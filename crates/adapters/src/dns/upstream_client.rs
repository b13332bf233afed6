use std::future::Future;
use std::net::IpAddr;
use std::pin::Pin;
use std::sync::Arc;
use std::sync::atomic::{AtomicU16, Ordering};

use domain::dns::entity::{DnsAnswer, DnsRcode, RecordKind};
use domain::dns::error::DnsError;
use domain::dns::parser::parse_response;
use domain::dns::query::encode_query;
use ports::secondary::upstream_resolver_port::UpstreamResolverPort;
use tokio::net::UdpSocket;

/// Synthetic TTL for host-resolver answers, which carry no per-record
/// TTL of their own.
const HOST_RESOLVER_TTL_SECS: u32 = 600;

/// Maximum UDP response size we accept.
const MAX_RESPONSE_SIZE: usize = 4096;

/// Process-wide DNS transaction id counter. Uniqueness within the
/// in-flight window is all that matters here; queries go to the trusted
/// cluster DNS service over a connected socket.
static NEXT_TRANSACTION_ID: AtomicU16 = AtomicU16::new(1);

fn next_transaction_id() -> u16 {
    NEXT_TRANSACTION_ID.fetch_add(1, Ordering::Relaxed)
}

/// Build the resolver for the agent's environment: direct queries to
/// the cluster DNS service when its address is known, host resolver
/// fallback otherwise.
pub fn upstream_resolver(server_addr: Option<String>) -> Arc<dyn UpstreamResolverPort> {
    match server_addr {
        Some(addr) => {
            tracing::info!(dns_server = %addr, "using cluster DNS service for FQDN queries");
            Arc::new(UpstreamDnsClient::new(addr))
        }
        None => {
            tracing::info!(
                "no cluster DNS server available, falling back to the host resolver \
                 (per-record TTLs are approximated)"
            );
            Arc::new(SystemResolverClient::default())
        }
    }
}

// ── Direct UDP client ───────────────────────────────────────────────

/// Queries a DNS server directly over UDP, so the answers (and their
/// TTLs) match what a workload querying the same server would see.
pub struct UpstreamDnsClient {
    server_addr: String,
}

impl UpstreamDnsClient {
    pub fn new(server_addr: String) -> Self {
        Self { server_addr }
    }

    async fn query(&self, fqdn: &str, kind: RecordKind) -> Result<Vec<DnsAnswer>, DnsError> {
        let transaction_id = next_transaction_id();
        let query = encode_query(transaction_id, fqdn, kind)?;

        let is_v6_server = self
            .server_addr
            .parse::<std::net::SocketAddr>()
            .is_ok_and(|addr| addr.is_ipv6());
        let bind_addr = if is_v6_server { "[::]:0" } else { "0.0.0.0:0" };
        let socket = UdpSocket::bind(bind_addr).await?;
        socket.connect(&self.server_addr).await?;
        socket.send(&query).await?;

        let mut buf = [0u8; MAX_RESPONSE_SIZE];
        let received = socket.recv(&mut buf).await?;
        let response = parse_response(&buf[..received])?;

        if response.transaction_id != transaction_id {
            return Err(DnsError::TransactionIdMismatch {
                got: response.transaction_id,
                want: transaction_id,
            });
        }
        if response.rcode != DnsRcode::NoError {
            return Err(DnsError::ErrorRcode(response.rcode));
        }

        // A CNAME chain can drag answers of the other family along;
        // keep only the family that was asked for.
        Ok(response
            .answers
            .into_iter()
            .filter(|answer| family_matches(answer.ip, kind))
            .collect())
    }
}

impl UpstreamResolverPort for UpstreamDnsClient {
    fn resolve<'a>(
        &'a self,
        fqdn: &'a str,
        kind: RecordKind,
    ) -> Pin<Box<dyn Future<Output = Result<Vec<DnsAnswer>, DnsError>> + Send + 'a>> {
        Box::pin(self.query(fqdn, kind))
    }
}

// ── Host resolver fallback ──────────────────────────────────────────

/// Resolves through the host's stub resolver. Used when neither a DNS
/// server override nor the cluster DNS service environment is present.
/// The resolver API exposes no TTLs, so answers get a synthetic one.
pub struct SystemResolverClient {
    synthetic_ttl_secs: u32,
}

impl Default for SystemResolverClient {
    fn default() -> Self {
        Self {
            synthetic_ttl_secs: HOST_RESOLVER_TTL_SECS,
        }
    }
}

impl SystemResolverClient {
    async fn lookup(&self, fqdn: &str, kind: RecordKind) -> Result<Vec<DnsAnswer>, DnsError> {
        let addrs = tokio::net::lookup_host((fqdn, 0u16)).await?;
        Ok(answers_for_family(
            addrs.map(|addr| addr.ip()),
            kind,
            self.synthetic_ttl_secs,
        ))
    }
}

impl UpstreamResolverPort for SystemResolverClient {
    fn resolve<'a>(
        &'a self,
        fqdn: &'a str,
        kind: RecordKind,
    ) -> Pin<Box<dyn Future<Output = Result<Vec<DnsAnswer>, DnsError>> + Send + 'a>> {
        Box::pin(self.lookup(fqdn, kind))
    }
}

fn family_matches(ip: IpAddr, kind: RecordKind) -> bool {
    match kind {
        RecordKind::A => ip.is_ipv4(),
        RecordKind::Aaaa => ip.is_ipv6(),
    }
}

fn answers_for_family(
    ips: impl Iterator<Item = IpAddr>,
    kind: RecordKind,
    ttl_secs: u32,
) -> Vec<DnsAnswer> {
    ips.filter(|ip| family_matches(*ip, kind))
        .map(|ip| DnsAnswer { ip, ttl_secs })
        .collect()
}

// ── Tests ───────────────────────────────────────────────────────────

#[cfg(test)]
mod tests {
    use super::*;
    use domain::dns::testutil::{a_response, aaaa_record, encode_name, question, response_header};

    /// Spawn a one-shot DNS server on localhost that answers every query
    /// with `make_response(received_query_id)`.
    async fn one_shot_server<F>(make_response: F) -> String
    where
        F: FnOnce(u16) -> Vec<u8> + Send + 'static,
    {
        let socket = UdpSocket::bind("127.0.0.1:0").await.unwrap();
        let addr = socket.local_addr().unwrap();
        tokio::spawn(async move {
            let mut buf = [0u8; 512];
            let (received, peer) = socket.recv_from(&mut buf).await.unwrap();
            assert!(received >= 12, "short query");
            let id = u16::from_be_bytes([buf[0], buf[1]]);
            socket
                .send_to(&make_response(id), peer)
                .await
                .unwrap();
        });
        addr.to_string()
    }

    #[tokio::test]
    async fn resolves_a_records_from_upstream() {
        let server = one_shot_server(|id| {
            a_response(id, "api.example.com", 60, &[[10, 0, 0, 1], [10, 0, 0, 2]])
        })
        .await;

        let client = UpstreamDnsClient::new(server);
        let answers = client.resolve("api.example.com", RecordKind::A).await.unwrap();

        assert_eq!(
            answers,
            vec![
                DnsAnswer {
                    ip: "10.0.0.1".parse().unwrap(),
                    ttl_secs: 60,
                },
                DnsAnswer {
                    ip: "10.0.0.2".parse().unwrap(),
                    ttl_secs: 60,
                },
            ]
        );
    }

    #[tokio::test]
    async fn rejects_mismatched_transaction_id() {
        let server =
            one_shot_server(|id| a_response(id.wrapping_add(1), "api.example.com", 60, &[[1, 2, 3, 4]]))
                .await;

        let client = UpstreamDnsClient::new(server);
        let err = client
            .resolve("api.example.com", RecordKind::A)
            .await
            .unwrap_err();
        assert!(matches!(err, DnsError::TransactionIdMismatch { .. }));
    }

    #[tokio::test]
    async fn error_rcode_is_reported() {
        let server = one_shot_server(|id| {
            let mut msg = response_header(id, 3, 1, 0);
            msg.extend(question("gone.example.com", 1));
            msg
        })
        .await;

        let client = UpstreamDnsClient::new(server);
        let err = client
            .resolve("gone.example.com", RecordKind::A)
            .await
            .unwrap_err();
        assert!(matches!(err, DnsError::ErrorRcode(DnsRcode::NXDomain)));
    }

    #[tokio::test]
    async fn answers_are_filtered_to_requested_family() {
        let server = one_shot_server(|id| {
            // Mixed-family answer section for an A query.
            let name = encode_name("dual.example.com");
            let mut msg = a_response(id, "dual.example.com", 60, &[[10, 0, 0, 1]]);
            msg[7] = 2; // ancount = 2
            msg.extend(aaaa_record(&name, 60, [0x20, 0x01, 0x0d, 0xb8, 0, 0, 0, 0, 0, 0, 0, 0, 0, 0, 0, 1]));
            msg
        })
        .await;

        let client = UpstreamDnsClient::new(server);
        let answers = client
            .resolve("dual.example.com", RecordKind::A)
            .await
            .unwrap();
        assert_eq!(answers.len(), 1);
        assert!(answers[0].ip.is_ipv4());
    }

    #[test]
    fn family_filter_assigns_synthetic_ttl() {
        let ips = vec![
            "10.0.0.1".parse::<IpAddr>().unwrap(),
            "2001:db8::1".parse::<IpAddr>().unwrap(),
            "10.0.0.2".parse::<IpAddr>().unwrap(),
        ];
        let v4 = answers_for_family(ips.iter().copied(), RecordKind::A, 600);
        assert_eq!(v4.len(), 2);
        assert!(v4.iter().all(|a| a.ip.is_ipv4() && a.ttl_secs == 600));

        let v6 = answers_for_family(ips.into_iter(), RecordKind::Aaaa, 600);
        assert_eq!(v6.len(), 1);
        assert!(v6[0].ip.is_ipv6());
    }

    #[test]
    fn transaction_ids_advance() {
        let a = next_transaction_id();
        let b = next_transaction_id();
        assert_ne!(a, b);
    }
}
use domain::fqdn::error::FqdnError;
use domain::packet::entity::PausedDnsPacket;

/// Flow identifier of the DNS interception conjunction owned by the
/// FQDN controller. Only this controller mutates its address set or
/// resumes packets it paused.
pub const DNS_INTERCEPTION_FLOW_ID: u32 = 1;

/// Secondary port for the datapath operations the FQDN controller
/// depends on. Implemented by the OVS bridge client in the embedding
/// agent.
pub trait DatapathPort: Send + Sync {
    /// Install the flow that pauses DNS responses destined to selected
    /// workloads. Idempotent; called once at controller construction.
    fn install_dns_interception_flow(&self, flow_id: u32) -> Result<(), FqdnError>;

    /// Add workload ports to the interception flow's match set.
    fn add_ports_to_interception(&self, flow_id: u32, ports: &[u32]) -> Result<(), FqdnError>;

    /// Remove workload ports from the interception flow's match set.
    fn remove_ports_from_interception(&self, flow_id: u32, ports: &[u32]) -> Result<(), FqdnError>;

    /// Forward a paused packet to its destination workload.
    fn resume_paused_packet(&self, packet: &PausedDnsPacket) -> Result<(), FqdnError>;
}
use std::fmt;
use std::net::IpAddr;

/// The two record families this controller resolves and enforces.
#[derive(Debug, Clone, Copy, PartialEq, Eq, Hash)]
pub enum RecordKind {
    A,
    Aaaa,
}

impl RecordKind {
    /// RFC 1035 wire type code.
    pub fn wire_type(self) -> u16 {
        match self {
            Self::A => 1,
            Self::Aaaa => 28,
        }
    }

    /// Label used in logs and metrics.
    pub fn family(self) -> &'static str {
        match self {
            Self::A => "ipv4",
            Self::Aaaa => "ipv6",
        }
    }
}

impl fmt::Display for RecordKind {
    fn fmt(&self, f: &mut fmt::Formatter<'_>) -> fmt::Result {
        match self {
            Self::A => write!(f, "A"),
            Self::Aaaa => write!(f, "AAAA"),
        }
    }
}

/// DNS response code (RCODE).
#[derive(Debug, Clone, Copy, PartialEq, Eq)]
pub enum DnsRcode {
    NoError,
    FormErr,
    ServFail,
    NXDomain,
    NotImp,
    Refused,
    Other(u8),
}

impl DnsRcode {
    pub fn from_wire(value: u8) -> Self {
        match value & 0x0F {
            0 => Self::NoError,
            1 => Self::FormErr,
            2 => Self::ServFail,
            3 => Self::NXDomain,
            4 => Self::NotImp,
            5 => Self::Refused,
            other => Self::Other(other),
        }
    }
}

impl fmt::Display for DnsRcode {
    fn fmt(&self, f: &mut fmt::Formatter<'_>) -> fmt::Result {
        match self {
            Self::NoError => write!(f, "NOERROR"),
            Self::FormErr => write!(f, "FORMERR"),
            Self::ServFail => write!(f, "SERVFAIL"),
            Self::NXDomain => write!(f, "NXDOMAIN"),
            Self::NotImp => write!(f, "NOTIMP"),
            Self::Refused => write!(f, "REFUSED"),
            Self::Other(n) => write!(f, "RCODE{n}"),
        }
    }
}

/// An address answer extracted from a DNS response.
///
/// Only A and AAAA records carry addresses; all other record types are
/// skipped during parsing. The family is implied by the `IpAddr` variant.
#[derive(Debug, Clone, Copy, PartialEq, Eq)]
pub struct DnsAnswer {
    pub ip: IpAddr,
    pub ttl_secs: u32,
}

/// A parsed DNS response, reduced to what FQDN policy enforcement needs.
#[derive(Debug, Clone, PartialEq, Eq)]
pub struct ParsedDnsResponse {
    pub transaction_id: u16,
    pub rcode: DnsRcode,
    /// First question name, lowercased, without the trailing dot.
    pub fqdn: String,
    /// A/AAAA answers in response order.
    pub answers: Vec<DnsAnswer>,
}

#[cfg(test)]
mod tests {
    use super::*;

    #[test]
    fn record_kind_wire_types() {
        assert_eq!(RecordKind::A.wire_type(), 1);
        assert_eq!(RecordKind::Aaaa.wire_type(), 28);
    }

    #[test]
    fn rcode_from_wire() {
        assert_eq!(DnsRcode::from_wire(0), DnsRcode::NoError);
        assert_eq!(DnsRcode::from_wire(2), DnsRcode::ServFail);
        assert_eq!(DnsRcode::from_wire(3), DnsRcode::NXDomain);
        assert_eq!(DnsRcode::from_wire(9), DnsRcode::Other(9));
        // Upper bits are masked off.
        assert_eq!(DnsRcode::from_wire(0xF3), DnsRcode::NXDomain);
    }

    #[test]
    fn rcode_display() {
        assert_eq!(DnsRcode::NXDomain.to_string(), "NXDOMAIN");
        assert_eq!(DnsRcode::Other(11).to_string(), "RCODE11");
    }
}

____

WHAT IS EXPECTED »
Return every line of the listing that has the word "agent" in it.

PROBLEM SOLUTION »
/// Build the resolver for the agent's environment: direct queries to
/// agent.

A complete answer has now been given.